Indrapramit Das (also known as Indra Das) is an Indian science fiction, fantasy and cross-genre writer, critic and editor from Kolkata. His fiction has appeared in several publications including Clarkesworld, Asimov’s Science Fiction, Strange Horizons, and Tor.com, and has been widely anthologized in collections including Gardner Dozois' The Year's Best Science Fiction.

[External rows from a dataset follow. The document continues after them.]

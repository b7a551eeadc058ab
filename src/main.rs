//! # Backfill CLI (`backfill`)
//!
//! Command-line front end for re-indexing historical articles into the RAG
//! store. Progress lives in a durable cursor file, so a run can be stopped
//! at any time and picked up again later.
//!
//! ## Commands
//!
//! | Command | Description |
//! |---------|-------------|
//! | `backfill run` | Stream articles into the index, resuming from the cursor |
//! | `backfill status` | Show the saved cursor position |
//! | `backfill reset-cursor` | Clear progress so the next run starts over |
//!
//! ## Examples
//!
//! ```bash
//! # Resume (or start) a backfill against the local orchestrator
//! DATABASE_URL=postgres://user:pw@localhost/articles backfill run
//!
//! # Backfill one historical window, 8 requests in flight
//! backfill run --from 2024-01-01 --to 2024-06-30 --concurrency 8
//!
//! # Measure the remaining work without sending anything
//! backfill run --dry-run
//!
//! # Run against a dedicated throwaway embedding container
//! backfill run --hyper-boost
//! ```
//!
//! Interrupting a run with Ctrl+C is safe: in-flight submissions drain, the
//! cursor keeps its last checkpoint, and the process exits cleanly.

use rag_backfill::cli::Cli;
use rag_backfill::logging;
use std::process::ExitCode;

#[tokio::main]
async fn main() -> ExitCode {
    dotenvy::dotenv().ok();

    let cli = Cli::parse();
    if let Err(e) = logging::init_tracing(cli.verbose) {
        eprintln!("Error: {e}");
        return ExitCode::FAILURE;
    }

    match cli.dispatch().await {
        Ok(()) => ExitCode::SUCCESS,
        Err(e) => {
            eprintln!("Error: {e}");
            ExitCode::FAILURE
        }
    }
}
//! Command-line interface wiring for the backfill binary.

use crate::error::Result;
use clap::{Parser, Subcommand};

pub mod reset;
pub mod run;
pub mod status;

/// Top-level CLI definition.
#[derive(Debug, Parser)]
#[command(
    name = "backfill",
    version,
    about = "Resumable backfill of historical articles into the RAG index"
)]
pub struct Cli {
    /// Enable debug-level logging (RUST_LOG still takes precedence)
    #[arg(short, long, global = true)]
    pub verbose: bool,

    #[command(subcommand)]
    command: Commands,
}

impl Cli {
    /// Parse CLI arguments from the environment.
    pub fn parse() -> Self {
        <Self as Parser>::parse()
    }

    /// Dispatch the selected sub-command.
    pub async fn dispatch(self) -> Result<()> {
        match self.command {
            Commands::Run(args) => run::run(args).await,
            Commands::Status(args) => status::run(args).await,
            Commands::ResetCursor(args) => reset::run(args).await,
        }
    }
}

/// Supported sub-commands.
#[derive(Debug, Subcommand)]
enum Commands {
    /// Stream historical articles into the RAG index, resuming from the
    /// saved cursor
    Run(run::Args),
    /// Show the saved cursor position
    Status(status::Args),
    /// Clear saved progress so the next run starts from the beginning
    ResetCursor(reset::Args),
}

// unwrap/expect are acceptable in tests for concise failure-on-error assertions
#[allow(clippy::unwrap_used, clippy::expect_used)]
#[cfg(test)]
mod tests {
    use super::*;
    use chrono::NaiveDate;
    use clap::CommandFactory;

    #[test]
    fn cli_definition_is_consistent() {
        Cli::command().debug_assert();
    }

    #[test]
    fn run_accepts_date_bounds_and_tuning_flags() {
        let cli = Cli::try_parse_from([
            "backfill",
            "run",
            "--from",
            "2025-01-02",
            "--to",
            "2025-02-28",
            "--batch-size",
            "10",
            "--concurrency",
            "2",
            "--dry-run",
        ])
        .unwrap();

        match cli.command {
            Commands::Run(args) => {
                assert_eq!(args.from, NaiveDate::from_ymd_opt(2025, 1, 2));
                assert_eq!(args.to, NaiveDate::from_ymd_opt(2025, 2, 28));
                assert_eq!(args.batch_size, 10);
                assert_eq!(args.concurrency, 2);
                assert!(args.dry_run);
                assert!(!args.hyper_boost);
            }
            other => panic!("expected run command, got {other:?}"),
        }
    }

    #[test]
    fn run_rejects_malformed_dates() {
        let result = Cli::try_parse_from(["backfill", "run", "--from", "02/01/2025"]);
        assert!(result.is_err());
    }

    #[test]
    fn run_defaults_match_the_documented_values() {
        let cli = Cli::try_parse_from(["backfill", "run"]).unwrap();
        match cli.command {
            Commands::Run(args) => {
                assert_eq!(args.batch_size, 40);
                assert_eq!(args.concurrency, 4);
                assert_eq!(args.cursor_file.to_str(), Some("cursor.json"));
                assert!(!args.dry_run);
            }
            other => panic!("expected run command, got {other:?}"),
        }
    }

    #[test]
    fn reset_cursor_is_spelled_with_a_hyphen() {
        let cli = Cli::try_parse_from([
            "backfill",
            "reset-cursor",
            "--cursor-file",
            "/tmp/c.json",
        ])
        .unwrap();
        assert!(matches!(cli.command, Commands::ResetCursor(_)));
    }

    #[test]
    fn verbose_is_accepted_anywhere() {
        let cli = Cli::try_parse_from(["backfill", "status", "-v"]).unwrap();
        assert!(cli.verbose);
    }
}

His debut novel The Devourers (Penguin Books India, 2015; Del Rey, 2016) won the 29th Annual Lambda Award in LGBT SF/F/Horror category. The Lambda Award celebrates excellence in LGBT literature. The Devourers was shortlisted for 2016 Crawford Award, and included in the 2015 Locus Recommended Reading List. It was also nominated for the Shakti Bhatt First Book Prize and the Tata Live! Literature First Book Award in India.

Das is an Octavia E. Butler Scholar and a graduate of the 2012 Clarion West Writers Workshop. He completed an MFA in Creative Writing at the University of British Columbia in Vancouver.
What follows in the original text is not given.